Departments of ¹ Molecular and Cellular Biochemistry, ² Pathology, and ³ Molecular Virology, Immunology and Medical Genetics, ⁴ College of Pharmacy, and ⁵ Comprehensive Cancer Center, Ohio State University, Columbus, Ohio

Requests for reprints: Samson T. Jacob, The Ohio State University, 420 West 12th Avenue, 646B TMRF Building, Columbus, OH 43210. Phone: 614-688-5494; Fax: 614-688-5600; E-mail: Samson.Jacob{at}osumc.edu or Kalpana Ghoshal, The Ohio State University, 420 West 12th Avenue, 646C TMRF Building, Columbus, OH 43210. Phone: 614-292-8865; Fax: 614-688-5600; E-mail: Kalpana.Ghoshal{at}osumc.edu.
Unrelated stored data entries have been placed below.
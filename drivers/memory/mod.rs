//! In-process memory driver / 内存驱动
//!
//! Keeps objects in a shared map. Capabilities are configurable so that any
//! combination of append / multipart can be exercised without a remote service.

mod driver;

pub use driver::{MemoryDriver, MemoryStore};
Key Words: microRNA • miR-1 • microarray • hepatocellular carcinoma • methylation mediated suppression • MET • FoxP1 • HDAC4

MicroRNAs (miR) are a class of small (21 nucleotide) noncoding RNAs that, in general, negatively regulate gene expression. Some miRs harboring CGIs undergo methylation-mediated silencing, a characteristic of many tumor suppressor genes. To identify such miRs in liver cancer, the miRNA expression profile was analyzed in hepatocellular carcinoma (HCC) cell lines treated with 5-azacytidine (DNA hypomethylating agent) and/or trichostatin A (histone deacetylase inhibitor). The results showed that these epigenetic drugs differentially regulate expression of a few miRs, particularly miR-1-1, in HCC cells. The CGI spanning exon 1 and intron 1 of miR-1-1 was methylated in HCC cell lines and in primary human HCCs but not in matching liver tissues. The miR-1-1 gene was hypomethylated and activated in DNMT1–/– HCT 116 cells but not in DNMT3B null cells, indicating a key role for DNMT1 in its methylation. miR-1 expression was also markedly reduced in primary human hepatocellular carcinomas compared with matching normal liver tissues. Ectopic expression of miR-1 in HCC cells inhibited cell growth and reduced replication potential and clonogenic survival. The expression of FoxP1 and MET harboring three and two miR-1 cognate sites, respectively, in their respective 3'-untranslated regions, was markedly reduced by ectopic miR-1. Up-regulation of several miR-1 targets including FoxP1, MET, and HDAC4 in primary human HCCs and down-regulation of their expression in 5-AzaC–treated HCC cells suggest their role in hepatocarcinogenesis. The inhibition of cell cycle progression and induction of apoptosis after re-expression of miR-1 are some of the mechanisms by which DNA hypomethylating agents suppress hepatocarcinoma cell growth. [Cancer Res 2008;68(13):5049–58]